Se conoce que el VEB influye en la regulación de T-bet/GATA 3 (Th1/Th2) en células T23 regulando de forma positiva la expresión de GATA 3 in vitro. Por otra parte, el gen mir-BART20-5p24 que utiliza el VEB para perpetuar la latencia, ya que inhibe la generación del ciclo lítico, inhibe también la traducción T-bet bloqueando así la diferenciación hacia Th1. Por tanto, a partir de una infección del virus de Epstein Barr se puede generar un aumento de la respuesta Th2 con disminución de la Th1(los miARNs disminuyen también la diferenciación de las células T CD4 naives a Th1).
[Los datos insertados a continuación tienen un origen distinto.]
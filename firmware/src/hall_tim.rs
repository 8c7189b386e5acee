//! TIM4ベースのHallエッジ割り込み
//!
//! 3つのHall入力をXORしてTI1に接続し、いずれかのエッジでCCR1にカウンタ値をキャプチャします。
//! カウンタはリセットせずフリーランさせ、オーバーフロー回数と合わせて32bitのタイムスタンプにします。
//!
//! ## ハードウェア構成
//! - TIM4_CH1 (PB6): Hall H1
//! - TIM4_CH2 (PB7): Hall H2
//! - TIM4_CH3 (PB8): Hall H3
//! - カウンタ: 170MHz / 170 = 1MHz（`MotorConfig::timestamp_hz` と一致させる）

use core::sync::atomic::{AtomicU32, Ordering};

use ebike_foc::ports::PositionSensorPort;
use embassy_stm32::pac;

use crate::SHARED;

/// タイムスタンプ周波数 [Hz]
pub const TIMESTAMP_HZ: u32 = 1_000_000;

/// TIM4プリスケーラ（170MHz → 1MHz）
const PRESCALER: u16 = 169;

/// オーバーフロー回数（タイムスタンプの上位16bit）
static OVERFLOW_COUNTER: AtomicU32 = AtomicU32::new(0);

/// TIM4 Hall Sensor Interface の初期化
///
/// # Safety
/// PACを使用した直接的なレジスタ操作を含むため、unsafe
pub unsafe fn init_hall_timer() {
    let rcc = pac::RCC;
    let tim4 = pac::TIM4;
    let gpiob = pac::GPIOB;

    rcc.ahb2enr().modify(|w| w.set_gpioben(true));
    rcc.apb1enr1().modify(|w| w.set_tim4en(true));

    // PB6/PB7/PB8 → AF2（外部プルアップ前提）
    for pin in [6usize, 7, 8] {
        gpiob
            .moder()
            .modify(|w| w.set_moder(pin, pac::gpio::vals::Moder::ALTERNATE));
        gpiob
            .pupdr()
            .modify(|w| w.set_pupdr(pin, pac::gpio::vals::Pupdr::FLOATING));
    }
    gpiob.afr(0).modify(|w| {
        w.set_afr(6, 2);
        w.set_afr(7, 2);
    });
    gpiob.afr(1).modify(|w| w.set_afr(0, 2));

    tim4.cr1().modify(|w| w.set_cen(false));
    tim4.psc().write_value(PRESCALER);
    tim4.arr().write_value(pac::timer::regs::ArrCore(0xFFFF));

    // CH1/CH2/CH3 を XOR → TI1
    tim4.cr2().modify(|w| w.set_ti1s(pac::timer::vals::Ti1s::XOR));

    // TI1のエッジ検出をトリガーに選択、カウンタはリセットしない
    tim4.smcr().modify(|w| {
        w.set_ts(pac::timer::vals::Ts::TI1F_ED);
        w.set_sms(pac::timer::vals::Sms::DISABLED);
    });

    tim4.ccmr_input(0).modify(|w| {
        w.set_ccs(0, pac::timer::vals::CcmrInputCcs::TRC);
        w.set_icf(0, pac::timer::vals::FilterValue::FCK_INT_N8);
    });
    tim4.ccer().modify(|w| {
        w.set_cce(0, true);
        w.set_ccp(0, false);
    });

    tim4.dier().modify(|w| {
        w.set_ccie(0, true);
        w.set_uie(true);
    });

    OVERFLOW_COUNTER.store(0, Ordering::Relaxed);
    tim4.cnt().write_value(pac::timer::regs::CntCore(0));
    tim4.egr().write(|w| w.set_ug(true));
    tim4.sr().write(|w| w.0 = 0);

    tim4.cr1().modify(|w| {
        w.set_urs(pac::timer::vals::Urs::COUNTER_ONLY);
        w.set_cen(true);
    });

    cortex_m::peripheral::NVIC::unmask(pac::Interrupt::TIM4);
}

/// 現在のHallコード（H3:H2:H1）
#[inline(always)]
fn read_hall_code() -> u8 {
    let idr = pac::GPIOB.idr().read();
    ((idr.idr(8) as u8) << 2) | ((idr.idr(7) as u8) << 1) | idr.idr(6) as u8
}

/// TIM4割り込みハンドラー（Capture/Compare 1 + Update）
///
/// # Safety
/// 割り込みコンテキストで実行されるため、処理は最小限にする
#[inline(always)]
pub unsafe fn tim4_irq_handler() {
    let tim4 = pac::TIM4;
    let sr = tim4.sr().read();

    if sr.ccif(0) {
        tim4.sr().modify(|w| w.set_ccif(0, false));

        let capture = tim4.ccr(0).read().ccr() as u32;
        let mut overflow = OVERFLOW_COUNTER.load(Ordering::Relaxed);
        // キャプチャ直後にオーバーフローしてまだ処理していない場合
        if sr.uif() && capture < 0x8000 {
            overflow = overflow.wrapping_add(1);
        }
        let timestamp = (overflow << 16) | capture;

        if !ebike_foc::on_hall_edge(&SHARED, read_hall_code(), timestamp) {
            trace!("Hall glitch at {}", timestamp);
        }
    }

    if sr.uif() {
        tim4.sr().modify(|w| w.set_uif(false));
        OVERFLOW_COUNTER.fetch_add(1, Ordering::Relaxed);
    }
}

/// TIM4割り込みのRust側エントリーポイント
#[allow(non_snake_case)]
#[no_mangle]
pub unsafe extern "C" fn TIM4() {
    tim4_irq_handler();
}

/// 高速コンテキスト用のHall入力
pub struct HallInput;

impl PositionSensorPort for HallInput {
    fn read_code(&mut self) -> u8 {
        read_hall_code()
    }
}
En los pacientes de síndrome de fatiga crónica se puede observar este aumento de la actividad de Th2.25,26 Esto se puede medir directamente a partir de las citoquinas o medirse de forma indirecta, como por ejemplo la elevación de la proteína catiónica eosinofilica27 que pudiera formar parte de los marcadores de esta enfermedad. Toda esta respuesta Th2 alterada es la que genera el aumento de las alergias tanto a nivel respiratorio como a nivel intestinal que están presentes en estos pacientes y que es común que hayan desarrollado a raíz del proceso inicial. Se trata de una respuesta no mediada por IgE, sino por una hipersensibilidad tipo IV mediada por linfocitos T que se relacionaría con las diarreas, las múltiples intolerancias alimentarias de reciente aparición, la ruptura de la barrera intestinal y la translocación bacteriana existente en estos tipos de pacientes, evaluables mediante una elevación de sCD14.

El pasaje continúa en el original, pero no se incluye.